I have a test that I can run to generate a sample image. Let’s run it with the flag to generate cpu profile.
Executing
go test samples/refraction_sample_test.go -cpuprofile=cpu.prof
produces an image like this
That took 206 seconds :(. Let’s explore generated profile.
go tool pprof -http=":8081" samples.test cpu.prof
Following the red line we can see that a lot of time spent in ColorAt
func.
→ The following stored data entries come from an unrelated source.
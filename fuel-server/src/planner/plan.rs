//! Trip planning: route fetch, candidate matching, stop selection, cost.

use tracing::{debug, info, warn};

use crate::catalog::{CatalogSnapshot, StationCatalog};
use crate::domain::{Coordinate, PlannedStop, RawRoute};
use crate::routing::RouteProvider;

use super::config::PlannerConfig;
use super::cost::calculate_cost;
use super::index::RouteDistanceIndex;
use super::matcher::{CandidateMatcher, SpatialMatch};
use super::optimize::{OptimizeError, select_stops};

/// Error from trip planning.
#[derive(Debug, Clone, PartialEq, thiserror::Error)]
pub enum PlanError {
    /// The routing service failed or timed out
    #[error("routing service unavailable: {0}")]
    UpstreamUnavailable(String),

    /// No stop sequence gets the vehicle to the destination
    #[error("no fuel plan reaches the destination: stuck at mile {position:.1}, range ends at mile {reach:.1}")]
    FeasibilityUnreachable { position: f64, reach: f64 },
}

impl From<OptimizeError> for PlanError {
    fn from(e: OptimizeError) -> Self {
        match e {
            OptimizeError::FeasibilityUnreachable { position, reach } => {
                PlanError::FeasibilityUnreachable { position, reach }
            }
        }
    }
}

/// A complete fuel plan for one trip.
#[derive(Debug, Clone, PartialEq)]
pub struct TripPlan {
    pub total_distance_miles: f64,
    pub total_duration_seconds: f64,
    /// USD spent at stops. The starting tank is not counted.
    pub total_fuel_cost: f64,
    pub total_gallons: f64,
    pub stops: Vec<PlannedStop>,
    /// The route as driven, without detours to stations.
    pub route_geometry: Vec<Coordinate>,
}

/// Plan fuel stops along an already-fetched route.
///
/// Pure computation over the route and a catalog snapshot.
pub fn plan_route<M: CandidateMatcher>(
    route: &RawRoute,
    snapshot: &CatalogSnapshot,
    config: &PlannerConfig,
    matcher: &M,
) -> Result<TripPlan, PlanError> {
    let index = RouteDistanceIndex::new(route, snapshot, config.proximity_miles(), matcher);
    debug!(
        stations = snapshot.len(),
        located = snapshot.located_count(),
        vertices = index.points().len(),
        candidates = index.candidates().len(),
        total_miles = index.total_distance(),
        "indexed route"
    );

    let chosen = select_stops(
        index.candidates(),
        index.total_distance(),
        config.range_miles(),
        config.strategy(),
    )?;
    let stops = chosen
        .into_iter()
        .map(|i| index.candidates()[i].clone())
        .collect();
    let fuel = calculate_cost(stops, index.total_distance(), config);

    Ok(TripPlan {
        total_distance_miles: index.total_distance(),
        total_duration_seconds: route.total_duration_seconds(),
        total_fuel_cost: fuel.total_cost,
        total_gallons: fuel.total_gallons,
        stops: fuel.stops,
        route_geometry: route.points().to_vec(),
    })
}

/// Plans trips against the shared catalog using a route provider.
pub struct TripPlanner<R> {
    routes: R,
    catalog: StationCatalog,
    config: PlannerConfig,
}

impl<R: RouteProvider> TripPlanner<R> {
    pub fn new(routes: R, catalog: StationCatalog, config: PlannerConfig) -> Self {
        Self {
            routes,
            catalog,
            config,
        }
    }

    pub fn config(&self) -> &PlannerConfig {
        &self.config
    }

    pub fn catalog(&self) -> &StationCatalog {
        &self.catalog
    }

    /// Plan a trip from `start` to `end`.
    ///
    /// The routing call is the only suspension point and is bounded by the
    /// configured timeout. It is not retried.
    pub async fn plan(&self, start: Coordinate, end: Coordinate) -> Result<TripPlan, PlanError> {
        let timeout = self.config.route_timeout();
        let route = match tokio::time::timeout(timeout, self.routes.route(start, end)).await {
            Ok(Ok(route)) => route,
            Ok(Err(e)) => {
                warn!(%start, %end, error = %e, "routing request failed");
                return Err(PlanError::UpstreamUnavailable(e.to_string()));
            }
            Err(_) => {
                warn!(%start, %end, ?timeout, "routing request timed out");
                return Err(PlanError::UpstreamUnavailable(format!(
                    "no response within {} s",
                    timeout.as_secs_f64()
                )));
            }
        };

        let snapshot = self.catalog.snapshot().await;
        let plan = plan_route(&route, &snapshot, &self.config, &SpatialMatch)?;

        info!(
            %start,
            %end,
            miles = plan.total_distance_miles,
            stops = plan.stops.len(),
            cost = plan.total_fuel_cost,
            "planned trip"
        );
        Ok(plan)
    }
}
ShadeHit
, IsShadowed
, RefractedColor
and ReflectedColor
functions are not so interesting because to do their job they invoke ColorAt
. The next big red box is Matrix4.Inverse
method.
func (m *Matrix4) Inverse() *Matrix4 {
determinant := m.determinant()
inverse := &Matrix4{}
for i := 0; i < L4; i++ {
for j := 0; j < L4; j++ {
inverse[j][i] = cofactor4x4(m, i, j) / determinant
}
}
return inverse
}
Matrix4.Inverse
can be invoked multiple times on the same receiver. The method is expensive let’s try to cache its result. Matrix4
type defined as type Matrix4 [L4][L4]float64
, which means there is no place to store inverse matrix. Maybe it’s time to convert Matrix4
to a struct. For now let’s create a global cache.
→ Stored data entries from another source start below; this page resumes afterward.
//! Raw station records from the bulk price feed.

use std::io::Read;
use std::path::Path;

use serde::Deserialize;

use crate::catalog::StationUpdate;
use crate::domain::StationId;

use super::error::{EnrichError, InvalidRecord};

/// One row of the price feed.
///
/// CSV files use the feed's column headers; JSON imports may use the
/// snake_case aliases instead.
#[derive(Debug, Clone, PartialEq, Deserialize)]
pub struct StationRecord {
    #[serde(rename = "OPIS Truckstop ID", alias = "id")]
    pub id: String,
    #[serde(rename = "Truckstop Name", alias = "name", default)]
    pub name: String,
    #[serde(rename = "Address", alias = "address", default)]
    pub address: String,
    #[serde(rename = "City", alias = "city", default)]
    pub city: String,
    #[serde(rename = "State", alias = "state", default)]
    pub state: String,
    #[serde(rename = "Rack ID", alias = "rack_id", default)]
    pub rack_id: Option<String>,
    /// USD per gallon. Empty means unknown.
    #[serde(rename = "Retail Price", alias = "price", default)]
    pub price: Option<f64>,
}

impl StationRecord {
    /// Validate the record into a catalog update.
    pub fn into_update(self) -> Result<StationUpdate, InvalidRecord> {
        let id = StationId::parse(&self.id).map_err(|e| InvalidRecord::new(e.to_string()))?;

        if let Some(price) = self.price {
            if !price.is_finite() || price < 0.0 {
                return Err(InvalidRecord::new(format!(
                    "station {}: price {} is not a valid amount",
                    id, price
                )));
            }
        }

        let address = self.address.trim().to_string();
        let city = self.city.trim().to_string();
        let state = self.state.trim().to_string();
        if address.is_empty() && city.is_empty() && state.is_empty() {
            return Err(InvalidRecord::new(format!("station {id}: address is empty")));
        }

        let rack_id = self
            .rack_id
            .map(|r| r.trim().to_string())
            .filter(|r| !r.is_empty());

        Ok(StationUpdate {
            id,
            name: self.name.trim().to_string(),
            address,
            city,
            state,
            rack_id,
            price: self.price,
        })
    }
}

/// Read every row of a price-feed CSV.
///
/// Failing to open the file or read its header is an error. A row that
/// cannot be deserialized becomes an `Err` entry so the rest of the batch
/// still runs.
pub fn read_csv(path: impl AsRef<Path>) -> Result<Vec<Result<StationRecord, InvalidRecord>>, EnrichError> {
    let file = std::fs::File::open(path.as_ref()).map_err(csv::Error::from)?;
    from_reader(file)
}

/// Read price-feed rows from any reader. See [`read_csv`].
pub fn from_reader<R: Read>(reader: R) -> Result<Vec<Result<StationRecord, InvalidRecord>>, EnrichError> {
    let mut reader = csv::ReaderBuilder::new()
        .trim(csv::Trim::All)
        .from_reader(reader);
    reader.headers()?;

    Ok(reader
        .deserialize::<StationRecord>()
        .map(|row| row.map_err(InvalidRecord::from))
        .collect())
}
var cache = make(map[*Matrix4]*Matrix4)
func (m *Matrix4) Inverse() *Matrix4 {
if cached, ok := cache[m]; ok {
return cached
}
determinant := m.determinant()
inverse := &Matrix4{}
for i := 0; i < L4; i++ {
for j := 0; j < L4; j++ {
inverse[j][i] = cofactor4x4(m, i, j) / determinant
}
}
cache[m] = inverse
return inverse
}
Let’s profile again.
Now the test is executed in 15s. It’s 10x faster. Matrix4.Inverse
is not a performance bottleneck anymore.
Of course a global cache presents its own problems. It’s OK-ish to have it for a command line application that render single image and exists. But if we decide to use rendering in a web service we will have to worry about the size of the cache. This naive fix may also be a problem if we decide to render scenes concurrently. I’ll have to revisit this solution later.